Shields’s 18-year old girlfriend, Francesca Eastwood, elucidated the unique alchemy of the photographer’s creative process. “Tyler never tells who he is going to shoot what they will be doing. That way, no one has time to overthink the shoots,” Eastwood told The Daily Beast in an email. “No one is worrying during the shoot about what they are about to do because Tyler tells you in the moment.”

She added: “As a photographer, he is very intense and focused. Actually, he is like that in all things in his life. He is great because he is never pushy. People want to get wild and let loose. Tyler gives people the opportunity to do things no one else can.”

But even with a track record of pushing emotional hot buttons with his photographs, Shields insists his Birkin bag stunt was never intended to outrage viewers. Nor, for that matter, was the endgame to make any sort of critical commentary about society’s willingness to pay six figures for a fancy purse—or even to poke fun at the kind of fashion slaves who wept bitter tears upon seeing evidence he had torched the Birkin.

To hear Shields tell it, the project’s genesis was nothing quite so cerebral. The photos are part of an ongoing series charting the cartoonish destruction of outrageously expensive luxury items—a glorified science experiment partially inspired by the Discovery Channel’s docu-series MythBusters.

Previously, the photographer hacksawed and then lit on fire a $2,000 pair of Christian Louboutin pumps. And he also has immolated a Louis Vuitton purse and wallet in the name of art. “I knew this was the most sought-after bag of all time. If people are willing to pay so much for it, I want to test it,” he said. “What’s inside it? How would this bag react to a fire? How would it react to a chainsaw? People view me as being a provocateur. But I never saw myself as so provocative.”

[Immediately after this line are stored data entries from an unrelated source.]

//! Canvas documents and the two layouts that produce them

mod dimensions;
mod document;
mod flow;
mod layout;

pub use document::{CanvasColor, CanvasDocument, Palette};
pub use flow::{FlowAnalysis, FlowStep, FlowSynthesizer, StepKind};
pub use layout::StructuralLayout;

Burning the Birkin brought him even more notoriety, and outcry, after he was featured on E!’s Mrs. Eastwood & Company last month. Although the cameras were trained more on Francesca than on him, the photographer is the first to admit his work benefits from the exposure. Still, his appearance on the show, his romantic relationship with showbiz royalty and the undeniable currency Young Hollywood has given his photographs combine to raise a touchy question that has dogged Shields for the past few years.

Is he primarily interested in making art? Stirring up controversy to sell photos? Or is he simply a star-fucker with all the fame-for-fame’s-sake that that term implies?

The photographer denied ever being motivated by money and detailed a laundry list of his upcoming projects. Shields has taken acting roles in two indie movies, The Boys from Abu Ghraib and Delirium, both of which he landed without auditioning thanks to a little help from his friends (namely the 20-something celebs he photographs). There’s the long-gestating coffee-table book of Shields’s work he says will be published by HarperCollins late next year called The Dirty Side of Glamour. And then there’s his independently financed directorial debut, Final Girl—a thriller for which the photographer plans to train Little Miss Sunshine star Abigail Breslin in ju-jitsu and kung fu, and which begins filming in September.

He appeared determined to refute the S-word. “It’s funny they call me a star-fucker,” Shields said, growing suddenly serious. “The one fundamental answer to that and everything else is, those stars ask me”—he thumped his chest twice—“not the other way around. How can I be a star-fucker if I don’t ask anyone for anything?”

“I want to do things that allow me opportunity,” Shields continued. “My girlfriend was on the show, they asked me to be on it. I’m a very straight-up guy. I’m not afraid to be myself.”